Collection entries:
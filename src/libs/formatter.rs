//! Human-readable job duration formatting.
//!
//! Turns the two wall-clock strings recorded on a job ("time in" and "time
//! out", both "HH:MM" in 24-hour format) into the elapsed-time phrase shown on
//! summary cards and in text summaries, e.g. `"8 hours 30 minutes"`.
//!
//! ## Rules
//!
//! - Either side blank → `"N/A"`. A malformed time is treated the same way.
//! - Both times are placed on one reference date. When "time out" is earlier
//!   than "time in" the job ran overnight and "time out" moves forward by
//!   exactly one day. Longer spans are not representable.
//! - Hours and minutes are whole units, truncated.
//! - Each unit is singular only when its count is exactly 1; a zero unit is
//!   left out, and a zero span reads `"0 minutes"`.
//!
//! ## Examples
//!
//! ```rust
//! use tradelog::libs::formatter::format_duration;
//!
//! assert_eq!(format_duration("09:00", "17:30"), "8 hours 30 minutes");
//! assert_eq!(format_duration("22:00", "02:00"), "4 hours");
//! assert_eq!(format_duration("09:00", "09:00"), "0 minutes");
//! assert_eq!(format_duration("", "17:00"), "N/A");
//! ```

use chrono::{Duration, NaiveDate, NaiveTime};

/// Placeholder shown when a duration cannot be computed.
pub const NOT_AVAILABLE: &str = "N/A";

/// Parses an "HH:MM" 24-hour time of day.
///
/// Surrounding whitespace is ignored. Returns `None` for blank or malformed
/// input, including out-of-range values such as `"24:00"` or `"12:60"`.
pub fn parse_time_of_day(value: &str) -> Option<NaiveTime> {
    let value = value.trim();
    if value.is_empty() {
        return None;
    }
    NaiveTime::parse_from_str(value, "%H:%M").ok()
}

/// Elapsed time between two "HH:MM" strings, with overnight rollover.
///
/// # Examples
///
/// ```rust
/// use tradelog::libs::formatter::format_duration;
///
/// assert_eq!(format_duration("09:00", "10:01"), "1 hour 1 minute");
/// assert_eq!(format_duration("09:00", "11:02"), "2 hours 2 minutes");
/// ```
pub fn format_duration(time_in: &str, time_out: &str) -> String {
    match elapsed_between(time_in, time_out) {
        Some(elapsed) => format_elapsed(&elapsed),
        None => NOT_AVAILABLE.to_string(),
    }
}

/// Elapsed time between two "HH:MM" strings, or `None` if either is unusable.
pub fn elapsed_between(time_in: &str, time_out: &str) -> Option<Duration> {
    let start = parse_time_of_day(time_in)?;
    let end = parse_time_of_day(time_out)?;

    // Any fixed date works; only the difference matters.
    let reference = NaiveDate::from_ymd_opt(2000, 1, 1)?;
    let start = reference.and_time(start);
    let mut end = reference.and_time(end);

    if end < start {
        end += Duration::days(1);
    }

    Some(end - start)
}

/// Renders a duration as `"<N> hour[s] <M> minute[s]"`.
///
/// Seconds are dropped. Negative durations render as `"0 minutes"`.
pub fn format_elapsed(duration: &Duration) -> String {
    let total_minutes = duration.num_minutes().max(0);
    let hours = total_minutes / 60;
    let minutes = total_minutes % 60;

    let mut parts = Vec::with_capacity(2);
    if hours > 0 {
        parts.push(pluralize(hours, "hour"));
    }
    if minutes > 0 {
        parts.push(pluralize(minutes, "minute"));
    }

    if parts.is_empty() {
        "0 minutes".to_string()
    } else {
        parts.join(" ")
    }
}

fn pluralize(count: i64, unit: &str) -> String {
    if count == 1 {
        format!("{} {}", count, unit)
    } else {
        format!("{} {}s", count, unit)
    }
}
//! Plain-text job summaries.
//!
//! The text produced here is the email body and the WhatsApp fallback message,
//! so its layout is fixed. The "Materials Used" block is dropped completely
//! when the job has no materials.

use super::job::Job;

/// Formats a job as the fixed plain-text summary block.
///
/// ```rust
/// use chrono::NaiveDate;
/// use tradelog::libs::{job::Job, summary::format_job_as_text};
///
/// let job = Job {
///     id: uuid::Uuid::nil(),
///     client_name: "Jane Doe".into(),
///     address: "12 High Street".into(),
///     description: "Fixed leak".into(),
///     materials: String::new(),
///     timestamp: NaiveDate::from_ymd_opt(2024, 3, 5).unwrap(),
///     time_in: "09:00".into(),
///     time_out: "10:00".into(),
///     coordinates: None,
/// };
/// let text = format_job_as_text(&job);
/// assert!(text.starts_with("--- JOB SUMMARY ---"));
/// assert!(text.ends_with("Fixed leak"));
/// ```
pub fn format_job_as_text(job: &Job) -> String {
    let mut summary = format!(
        "--- JOB SUMMARY ---\n\
         \n\
         *Client:* {client}\n\
         *Address:* {address}\n\
         *Date:* {date}\n\
         *Time:* {time_in} - {time_out} ({duration})\n\
         \n\
         --- Work Performed ---\n\
         {description}\n",
        client = job.client_name,
        address = job.address,
        date = job.display_date(),
        time_in = job.time_in,
        time_out = job.time_out,
        duration = job.duration(),
        description = job.description,
    );

    if job.has_materials() {
        summary.push_str("\n--- Materials Used ---\n");
        summary.push_str(&job.materials);
    }

    summary.trim().to_string()
}

/// One-line caption that accompanies a shared PDF.
pub fn share_caption(job: &Job) -> String {
    format!("Here is the job summary for {}.", job.client_name)
}

/// Subject line for the summary email.
pub fn email_subject(job: &Job) -> String {
    format!("Job Summary: {}", job.client_name)
}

* **PROBLEM DESCRIPTION**
Retype exactly, and only, the lines above from the one where "let start = parse_time_of_day(time_in)?;" occurs up to and including the one where "pub fn format_elapsed(duration: &Duration)" occurs.

* **SOLVED PROBLEM**
    let start = parse_time_of_day(time_in)?;
    let end = parse_time_of_day(time_out)?;

    // Any fixed date works; only the difference matters.
    let reference = NaiveDate::from_ymd_opt(2000, 1, 1)?;
    let start = reference.and_time(start);
    let mut end = reference.and_time(end);

    if end < start {
        end += Duration::days(1);
    }

    Some(end - start)
}

/// Renders a duration as `"<N> hour[s] <M> minute[s]"`.
///
/// Seconds are dropped. Negative durations render as `"0 minutes"`.
pub fn format_elapsed(duration: &Duration) -> String {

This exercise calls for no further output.